The National Weather Service said Friday that storms damage survey teams "will be deployed to work with emergency management and assess the damage that has occurred."
Daniel Prothero, who encountered the scene as he was driving through the area, said, "It was horrible."
Power was shut off to Fairdale so search and rescue crews would be safe, said George Gaulrapp, a spokesman for Commonwealth Edison Co., who said, "It looks like a bomb went off."
"It's a tragedy," Gaulrapp said. "We just pray for the families."
One of the tornadoes destroyed a restaurant and flattened at least four houses in nearby Rochelle, authorities said. About a dozen people who were trapped in the restaurant's basement were believed to have been rescued safely, but fire crews were conducting a secondary search Thursday night. Any injuries were minor and didn't require ambulances, they said.
Police told NBC News there was also significant damage in the towns of Kings and Hillcrest.
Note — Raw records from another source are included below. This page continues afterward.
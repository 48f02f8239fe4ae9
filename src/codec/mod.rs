//! Wire-level decoding.
//!
//! The only codec in this crate is [`RequestLineDecoder`]: exactly one
//! request line is decoded per connection, nothing is ever encoded.

mod line_decoder;

pub use line_decoder::{MAX_LINE_BYTES, MethodPolicy, RequestLineDecoder};
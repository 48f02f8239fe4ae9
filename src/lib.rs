//! A minimal asynchronous request-line dispatcher over raw TCP
//!
//! This crate accepts TCP connections, parses exactly one HTTP/1.1
//! request line per connection by hand (no HTTP parser stack), and
//! dispatches to a handler registered for the exact request path. The
//! handler receives the open connection together with the parsed query
//! parameters and performs the rest of the exchange itself.
//!
//! # Features
//!
//! - Hand-written request-line parsing bounded at 4096 bytes
//! - Exact-path handler registry, safely shared across connections
//! - One lightweight task per connection, fully concurrent
//! - Query parameters with multi-value semantics (`x=1&x=2`)
//! - Optional connection cap and read deadline
//! - Configurable method policy (strict `GET`/`HTTP/1.1` by default)
//! - Clean error handling: failures never cross connection boundaries
//!
//! # Example
//!
//! ```no_run
//! use line_http::{Request, Server, make_handler};
//! use tokio::io::AsyncWriteExt;
//! use tracing::{Level, error};
//! use tracing_subscriber::FmtSubscriber;
//!
//! #[tokio::main]
//! async fn main() {
//!     let subscriber = FmtSubscriber::builder().with_max_level(Level::INFO).finish();
//!     tracing::subscriber::set_global_default(subscriber).expect("setting default subscriber failed");
//!
//!     let server = Server::new("127.0.0.1:8080");
//!     server.register("/ping", make_handler(ping));
//!
//!     if let Err(e) = server.start().await {
//!         error!(cause = %e, "server exited");
//!     }
//! }
//!
//! async fn ping(mut request: Request) -> std::io::Result<()> {
//!     let body = "pong";
//!     let response = format!("HTTP/1.1 200 OK\r\nContent-Length: {}\r\n\r\n{body}", body.len());
//!     request.write_all(response.as_bytes()).await
//! }
//! ```
//!
//! # Architecture
//!
//! - [`server`]: bind address, accept loop and configuration
//! - [`router`]: the exact-path handler registry
//! - [`codec`]: the hand-written request-line decoder
//! - [`protocol`]: request context, query parameters and error types
//! - [`handler`]: the handler trait and function adapter
//!
//! # Scope
//!
//! Only the request line is interpreted. Headers, bodies, keep-alive,
//! TLS and response generation are out of scope: a request whose path
//! has no registered handler, or that fails to parse, is answered by
//! closing the connection with zero bytes written.

pub mod codec;
pub mod handler;
pub mod protocol;
pub mod router;
pub mod server;

mod connection;
mod utils;

pub use codec::{MAX_LINE_BYTES, MethodPolicy, RequestLineDecoder};
pub use handler::{BoxError, Handler, HandlerFn, make_handler};
pub use protocol::{HttpError, ParseError, QueryParams, Request, RequestLine};
pub use router::Router;
pub use server::{Server, ServerBuilder, ServerError};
There was no immediate word on injuries there.
"This was a violent, long-track tornado," said Ari Sarsalari, a meteorologist for The Weather Channel.
More than 900 departures and arrivals were canceled at Chicago's O'Hare International Airport, and more than 950 others were delayed Thursday night.
The tornado was one of several that were spun off across Illinois and Iowa on the second day of a monster storm system that has peppered a 1,500-mile arc with grapefruit-size hail and winds up to 80 mph from Texas up to the Great Lakes and across to North Carolina.
On Friday, the front responsible for the severe weather was forecast to move south and east, threatening storms across the entire East Coast and Southeast.
"There will be the risk of thunderstorms pretty much from New York all the way down to the Gulf Coast," said Weather Channel lead meteorologist Brian Fortier. "There's a lot of lightning around."